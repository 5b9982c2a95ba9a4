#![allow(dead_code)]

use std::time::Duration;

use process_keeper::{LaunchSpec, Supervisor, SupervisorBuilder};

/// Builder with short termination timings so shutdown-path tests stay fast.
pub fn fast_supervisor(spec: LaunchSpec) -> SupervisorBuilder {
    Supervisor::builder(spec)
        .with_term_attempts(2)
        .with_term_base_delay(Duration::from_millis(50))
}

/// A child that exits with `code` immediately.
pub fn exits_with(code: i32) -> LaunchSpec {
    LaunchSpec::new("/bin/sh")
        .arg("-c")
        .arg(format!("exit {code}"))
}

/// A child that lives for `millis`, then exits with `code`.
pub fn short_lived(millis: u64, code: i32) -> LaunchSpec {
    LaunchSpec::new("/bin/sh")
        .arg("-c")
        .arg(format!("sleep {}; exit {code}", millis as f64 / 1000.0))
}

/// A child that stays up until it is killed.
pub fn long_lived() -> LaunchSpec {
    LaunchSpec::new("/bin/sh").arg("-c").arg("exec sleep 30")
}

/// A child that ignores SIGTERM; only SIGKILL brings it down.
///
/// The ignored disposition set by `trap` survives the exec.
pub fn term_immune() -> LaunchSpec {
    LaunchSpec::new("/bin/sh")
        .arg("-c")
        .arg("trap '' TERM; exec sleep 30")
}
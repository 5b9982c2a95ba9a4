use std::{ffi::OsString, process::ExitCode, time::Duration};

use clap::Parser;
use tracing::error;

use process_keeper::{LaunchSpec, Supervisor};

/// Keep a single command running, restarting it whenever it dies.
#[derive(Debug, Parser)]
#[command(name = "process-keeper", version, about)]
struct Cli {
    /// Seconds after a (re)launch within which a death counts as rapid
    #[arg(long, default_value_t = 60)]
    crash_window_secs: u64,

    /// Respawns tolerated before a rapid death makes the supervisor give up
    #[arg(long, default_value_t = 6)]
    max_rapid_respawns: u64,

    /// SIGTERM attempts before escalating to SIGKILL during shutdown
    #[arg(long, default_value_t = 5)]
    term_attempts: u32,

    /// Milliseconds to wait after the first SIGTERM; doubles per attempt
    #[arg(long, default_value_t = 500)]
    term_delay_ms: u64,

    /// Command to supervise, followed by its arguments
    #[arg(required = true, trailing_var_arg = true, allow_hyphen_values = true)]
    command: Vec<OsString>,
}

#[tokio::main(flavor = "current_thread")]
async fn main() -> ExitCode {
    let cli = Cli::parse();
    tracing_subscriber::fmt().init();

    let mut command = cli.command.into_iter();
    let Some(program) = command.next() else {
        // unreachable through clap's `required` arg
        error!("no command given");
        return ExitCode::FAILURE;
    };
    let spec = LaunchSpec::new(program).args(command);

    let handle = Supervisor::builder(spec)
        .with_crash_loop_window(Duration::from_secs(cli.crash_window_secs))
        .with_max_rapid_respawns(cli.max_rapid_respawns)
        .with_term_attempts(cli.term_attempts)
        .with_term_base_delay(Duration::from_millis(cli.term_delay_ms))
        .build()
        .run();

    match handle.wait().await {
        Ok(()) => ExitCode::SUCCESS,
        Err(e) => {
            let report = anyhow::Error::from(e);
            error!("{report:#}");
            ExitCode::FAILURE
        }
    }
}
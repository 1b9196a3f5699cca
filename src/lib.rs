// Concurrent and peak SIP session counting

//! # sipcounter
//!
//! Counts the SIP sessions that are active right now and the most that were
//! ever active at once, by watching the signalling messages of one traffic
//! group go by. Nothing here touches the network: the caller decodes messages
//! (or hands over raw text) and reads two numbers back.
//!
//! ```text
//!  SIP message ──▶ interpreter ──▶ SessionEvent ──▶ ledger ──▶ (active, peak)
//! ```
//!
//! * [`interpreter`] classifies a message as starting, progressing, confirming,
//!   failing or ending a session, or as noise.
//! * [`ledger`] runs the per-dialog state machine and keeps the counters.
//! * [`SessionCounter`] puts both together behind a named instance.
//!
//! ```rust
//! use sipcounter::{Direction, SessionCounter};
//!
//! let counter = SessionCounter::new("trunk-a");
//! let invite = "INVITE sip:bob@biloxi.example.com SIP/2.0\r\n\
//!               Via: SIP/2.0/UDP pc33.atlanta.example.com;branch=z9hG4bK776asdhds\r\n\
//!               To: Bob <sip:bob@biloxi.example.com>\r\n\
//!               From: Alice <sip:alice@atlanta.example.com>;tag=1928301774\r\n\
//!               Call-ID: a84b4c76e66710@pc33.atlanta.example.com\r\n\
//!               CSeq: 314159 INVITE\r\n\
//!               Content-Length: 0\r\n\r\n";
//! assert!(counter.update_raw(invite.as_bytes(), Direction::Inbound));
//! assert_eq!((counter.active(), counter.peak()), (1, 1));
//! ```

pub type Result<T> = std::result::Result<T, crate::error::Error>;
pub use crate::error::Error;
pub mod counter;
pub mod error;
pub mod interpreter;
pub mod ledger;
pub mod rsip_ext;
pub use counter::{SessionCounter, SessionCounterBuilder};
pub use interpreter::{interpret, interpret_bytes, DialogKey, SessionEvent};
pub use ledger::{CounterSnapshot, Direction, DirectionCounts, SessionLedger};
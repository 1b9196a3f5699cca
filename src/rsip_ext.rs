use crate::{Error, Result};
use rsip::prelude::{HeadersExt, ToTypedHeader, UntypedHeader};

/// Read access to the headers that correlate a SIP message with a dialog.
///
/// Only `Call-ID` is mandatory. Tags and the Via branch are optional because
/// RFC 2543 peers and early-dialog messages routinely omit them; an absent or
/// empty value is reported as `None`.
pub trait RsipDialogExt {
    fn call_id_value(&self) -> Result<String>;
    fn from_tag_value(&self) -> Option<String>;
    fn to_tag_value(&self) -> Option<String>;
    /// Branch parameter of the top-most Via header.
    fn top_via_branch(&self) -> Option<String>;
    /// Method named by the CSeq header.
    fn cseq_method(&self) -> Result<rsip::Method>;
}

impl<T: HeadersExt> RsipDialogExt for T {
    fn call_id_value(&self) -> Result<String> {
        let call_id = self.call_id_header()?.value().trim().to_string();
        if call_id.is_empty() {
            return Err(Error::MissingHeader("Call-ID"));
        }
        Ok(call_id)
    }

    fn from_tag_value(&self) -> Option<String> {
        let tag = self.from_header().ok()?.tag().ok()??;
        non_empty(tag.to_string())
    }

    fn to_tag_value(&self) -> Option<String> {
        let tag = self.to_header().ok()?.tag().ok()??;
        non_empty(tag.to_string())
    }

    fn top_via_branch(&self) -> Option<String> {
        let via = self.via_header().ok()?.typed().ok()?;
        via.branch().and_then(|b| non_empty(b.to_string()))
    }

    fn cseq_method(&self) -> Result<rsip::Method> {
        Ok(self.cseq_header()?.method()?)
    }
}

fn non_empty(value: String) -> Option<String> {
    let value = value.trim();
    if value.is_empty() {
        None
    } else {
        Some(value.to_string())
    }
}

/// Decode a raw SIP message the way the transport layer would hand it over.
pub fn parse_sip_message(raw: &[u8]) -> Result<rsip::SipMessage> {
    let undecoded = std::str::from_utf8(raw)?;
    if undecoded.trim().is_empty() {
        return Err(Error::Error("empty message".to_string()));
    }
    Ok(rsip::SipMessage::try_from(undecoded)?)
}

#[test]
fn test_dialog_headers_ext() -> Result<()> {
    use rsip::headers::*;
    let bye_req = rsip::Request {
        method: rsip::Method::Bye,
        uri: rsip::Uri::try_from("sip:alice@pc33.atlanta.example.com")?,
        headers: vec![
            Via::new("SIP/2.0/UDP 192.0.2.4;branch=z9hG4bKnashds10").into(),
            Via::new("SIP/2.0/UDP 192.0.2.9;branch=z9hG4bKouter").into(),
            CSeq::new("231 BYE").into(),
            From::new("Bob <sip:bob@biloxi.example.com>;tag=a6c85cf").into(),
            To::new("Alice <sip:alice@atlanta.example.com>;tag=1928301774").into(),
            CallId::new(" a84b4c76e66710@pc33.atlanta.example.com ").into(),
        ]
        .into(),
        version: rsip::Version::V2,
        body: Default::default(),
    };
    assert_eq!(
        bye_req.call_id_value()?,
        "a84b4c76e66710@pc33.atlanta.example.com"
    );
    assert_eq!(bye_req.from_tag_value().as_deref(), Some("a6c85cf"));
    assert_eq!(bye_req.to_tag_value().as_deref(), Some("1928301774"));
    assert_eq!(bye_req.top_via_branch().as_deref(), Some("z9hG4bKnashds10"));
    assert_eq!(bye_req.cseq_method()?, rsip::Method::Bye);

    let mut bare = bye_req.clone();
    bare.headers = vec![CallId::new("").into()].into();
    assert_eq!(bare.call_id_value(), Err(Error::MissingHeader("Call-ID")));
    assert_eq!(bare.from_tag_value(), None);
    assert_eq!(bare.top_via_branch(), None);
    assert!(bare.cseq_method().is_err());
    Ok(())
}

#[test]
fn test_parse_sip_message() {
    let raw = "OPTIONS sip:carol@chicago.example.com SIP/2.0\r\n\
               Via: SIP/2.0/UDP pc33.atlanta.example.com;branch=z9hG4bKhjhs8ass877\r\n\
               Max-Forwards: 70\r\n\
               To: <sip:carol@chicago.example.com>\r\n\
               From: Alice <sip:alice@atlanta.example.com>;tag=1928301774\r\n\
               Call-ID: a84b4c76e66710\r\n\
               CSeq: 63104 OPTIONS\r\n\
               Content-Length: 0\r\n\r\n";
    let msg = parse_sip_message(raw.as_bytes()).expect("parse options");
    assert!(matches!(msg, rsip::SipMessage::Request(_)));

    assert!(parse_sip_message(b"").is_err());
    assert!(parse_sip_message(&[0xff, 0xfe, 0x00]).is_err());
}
•••
* [Exercise details]
Whenever the string "trim" shows up in a line of the entries, copy that line.

* [Response to the exercise]
        let call_id = self.call_id_header()?.value().trim().to_string();
    let value = value.trim();
    if undecoded.trim().is_empty() {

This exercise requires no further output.